Microsoft Exchange Server Pre-auth Path Confusion vulnerability (CVE-2021-34473)
Description
Microsoft Exchange Server contains a pre-authentication path confusion vulnerability in its Autodiscover service (CVE-2021-34473). This flaw allows attackers to bypass authentication mechanisms and access backend resources that should be restricted. When chained with other vulnerabilities, such as deserialization flaws, this access can be leveraged to achieve remote code execution on the Exchange server without requiring valid credentials.
Remediation
Apply the latest Microsoft Exchange Server Cumulative Updates (CU) immediately. For Exchange Server 2019, install CU10 (build 15.2.858.5) or later. For Exchange Server 2016, install CU21 (build 15.1.2242.4) or later. For Exchange Server 2013, install CU23 (build 15.0.1497.18) or later.
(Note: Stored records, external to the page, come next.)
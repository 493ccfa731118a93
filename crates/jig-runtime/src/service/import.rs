//! Import: decode a ledger transaction, load everything it references,
//! check side-read freshness, then replay it under the kernel lock.

use super::Inner;
use crate::domain::ledger_tx::{FetchedTransaction, Script, SpendStatus};
use crate::domain::payload::Payload;
use crate::domain::replay::{replay, ReplayPlan};
use crate::domain::state::CachedState;
use crate::domain::value::wire_tokens;
use crate::domain::value_objects::{Handle, JigId, Location};
use crate::errors::JigError;
use std::sync::Arc;
use tracing::{debug, info, instrument, warn};

impl Inner {
    /// Replays `fetched`. Must run under the load queue.
    #[instrument(skip(self, fetched), fields(txid = %fetched.txid))]
    pub(super) async fn import_fetched(self: &Arc<Self>, fetched: &FetchedTransaction) -> Result<(), JigError> {
        let payload_output = fetched
            .tx
            .outputs
            .first()
            .ok_or_else(|| JigError::validation("transaction has no outputs"))?;
        let (payload, raw) = Payload::from_script(&payload_output.script, &self.config.app_id)?;

        if self.already_imported(fetched, &payload) {
            debug!("already known, skipping import");
            return Ok(());
        }

        let inputs = self.load_jig_inputs(fetched).await?;
        let refs = self.load_refs(fetched, &payload).await?;
        let absolute = self.load_tokens(payload_tokens(&payload)).await?;

        let plan = ReplayPlan {
            fetched,
            payload: &payload,
            raw: &raw,
            inputs,
            refs,
            absolute,
        };
        let writes = {
            let mut kernel = self.kernel.lock();
            replay(&mut kernel, &plan, &*self.evaluator, &self.config.build_options())
        };
        let writes = match writes {
            Ok(writes) => writes,
            Err(e) => {
                warn!(error = %e, "import rejected");
                return Err(e);
            }
        };

        for (location, state) in writes {
            self.cache.set(&location, state).await?;
        }
        self.seen.lock().insert(fetched.txid);
        self.stats.lock().imported += 1;
        info!(
            code = payload.code.len(),
            actions = payload.actions.len(),
            jigs = payload.jigs,
            "transaction imported"
        );
        Ok(())
    }

    fn already_imported(&self, fetched: &FetchedTransaction, payload: &Payload) -> bool {
        if self.seen.lock().contains(&fetched.txid) {
            return true;
        }
        let kernel = self.kernel.lock();
        let count = payload.code.len() + payload.jigs;
        (1..=count).any(|vout| {
            u32::try_from(vout).is_ok_and(|vout| {
                let location = Location::ledger(fetched.txid, vout);
                kernel.arena.lookup_location(&location).is_some()
                    || kernel.arena.lookup_origin(&location).is_some()
            })
        })
    }

    /// Jig inputs come first; the first input that is not a jig output
    /// starts the purse funding.
    async fn load_jig_inputs(self: &Arc<Self>, fetched: &FetchedTransaction) -> Result<Vec<JigId>, JigError> {
        let mut out = Vec::new();
        for input in &fetched.tx.inputs {
            let prev = &input.prev;
            if !prev.is_ledger() {
                break;
            }
            let known = self.kernel.lock().arena.lookup_location(prev);
            let is_jig = match known {
                Some(Handle::Jig(_)) => true,
                Some(Handle::Code(_)) => false,
                None => match self.cache.get(prev).await? {
                    Some(CachedState::Jig { .. }) => true,
                    Some(CachedState::Code { .. }) => false,
                    None => self.spends_owner_output(prev).await?,
                },
            };
            if !is_jig {
                break;
            }
            let id = self
                .load_inner(prev.clone())
                .await?
                .as_jig()
                .ok_or_else(|| JigError::validation(format!("input {prev} is not a jig")))?;
            out.push(id);
        }
        Ok(out)
    }

    async fn spends_owner_output(&self, prev: &Location) -> Result<bool, JigError> {
        let Some((txid, vout)) = prev.outpoint() else {
            return Ok(false);
        };
        let parent = self.ledger.fetch(&txid).await?;
        let is_payload_tx = matches!(
            parent.tx.outputs.first().map(|o| &o.script),
            Some(Script::Payload { .. })
        );
        Ok(is_payload_tx
            && vout > 0
            && parent
                .tx
                .outputs
                .get(vout as usize)
                .is_some_and(|o| o.script.owner().is_some()))
    }

    /// Loads each side-read and rejects reads spent well before `fetched`.
    async fn load_refs(self: &Arc<Self>, fetched: &FetchedTransaction, payload: &Payload) -> Result<Vec<JigId>, JigError> {
        let window = self.config.freshness_millis();
        let mut out = Vec::with_capacity(payload.refs.len());
        for token in &payload.refs {
            let location: Location = token.parse()?;
            let (txid, vout) = location
                .outpoint()
                .ok_or_else(|| JigError::validation(format!("ref {token} is not a ledger location")))?;

            let origin_tx = self.ledger.fetch(&txid).await?;
            if let SpendStatus::Spent(spender) = origin_tx.spend(vout) {
                if spender != fetched.txid {
                    let spent_at = self.ledger.fetch(&spender).await?.time;
                    if fetched.time.saturating_sub(spent_at) > window {
                        return Err(JigError::conflict(format!(
                            "stale read: {location} was spent by {spender} {} ms before this transaction",
                            fetched.time - spent_at
                        )));
                    }
                }
            }

            let id = self
                .load_inner(location)
                .await?
                .as_jig()
                .ok_or_else(|| JigError::validation(format!("ref {token} is not a jig")))?;
            out.push(id);
        }
        Ok(out)
    }
}

/// Absolute reference tokens anywhere in the payload.
fn payload_tokens(payload: &Payload) -> Vec<String> {
    let mut tokens = Vec::new();
    for entry in &payload.code {
        tokens.extend(entry.deps.values().cloned());
        wire_tokens(&entry.props, &mut tokens);
    }
    for action in &payload.actions {
        tokens.push(action.target.clone());
        wire_tokens(&action.args, &mut tokens);
    }
    tokens
}

// =============================================================================
// TESTS
// =============================================================================

#[cfg(test)]
mod tests {
    use super::*;
    use crate::domain::payload::{ActionEntry, CodeEntry};
    use std::collections::BTreeMap;

    #[test]
    fn test_payload_tokens_cover_targets_deps_and_args() {
        let payload = Payload {
            code: vec![CodeEntry {
                text: "class B".to_string(),
                deps: BTreeMap::from([("A".to_string(), "aa_o1".to_string())]),
                props: serde_json::json!({ "peer": { "$ref": "bb_o1" } }),
                owner: "alice".to_string(),
            }],
            actions: vec![ActionEntry {
                target: "_i0".to_string(),
                method: "give".to_string(),
                args: serde_json::json!([{ "$ref": "_r0" }, 3]),
                creator: None,
            }],
            jigs: 1,
            refs: vec![],
        };
        assert_eq!(payload_tokens(&payload), vec!["aa_o1", "bb_o1", "_i0", "_r0"]);
    }
}
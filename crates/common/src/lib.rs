//! Shared types for certsync crates.

pub mod ids;

pub use ids::{RunId, SslId, SYNTHESIZED_ID_PREFIX};
//! Registry settings validation
//!
//! Validates the admin API endpoint, credentials and request timeout.

use url::Url;

use super::{ErrorCategory, ValidationError, ValidationResult};
use crate::RegistrySettings;

/// Upper bound for a single admin API request
pub const MAX_TIMEOUT_SECS: u64 = 300;

/// Validate registry settings
pub fn validate_registry(registry: &RegistrySettings) -> ValidationResult {
    let mut result = ValidationResult::new();

    if registry.host.is_empty() {
        result.add_error(ValidationError::new(
            ErrorCategory::Registry,
            "Registry host is required (--control-host)",
        ));
    } else {
        match Url::parse(&registry.host) {
            Ok(url) if url.scheme() == "http" || url.scheme() == "https" => {}
            Ok(url) => {
                result.add_error(ValidationError::new(
                    ErrorCategory::Registry,
                    format!(
                        "Registry host '{}' uses unsupported scheme '{}'",
                        registry.host,
                        url.scheme()
                    ),
                ));
            }
            Err(e) => {
                result.add_error(ValidationError::new(
                    ErrorCategory::Registry,
                    format!("Registry host '{}' is not a valid URL: {}", registry.host, e),
                ));
            }
        }
    }

    if registry.token.is_empty() {
        result.add_error(ValidationError::new(
            ErrorCategory::Registry,
            "Registry token is required (--token)",
        ));
    }

    if registry.timeout_secs == 0 || registry.timeout_secs > MAX_TIMEOUT_SECS {
        result.add_error(ValidationError::new(
            ErrorCategory::Registry,
            format!(
                "Registry timeout must be between 1 and {} seconds, got {}",
                MAX_TIMEOUT_SECS, registry.timeout_secs
            ),
        ));
    }

    result
}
If immediate patching is not possible, implement URL rewrite rules to block malicious Autodiscover requests as a temporary mitigation. After patching, review Exchange logs for indicators of compromise, including unusual Autodiscover requests with path traversal patterns (e.g., requests containing '/autodiscover/autodiscover.json'). Verify that no unauthorized administrative accounts or web shells have been created on the server.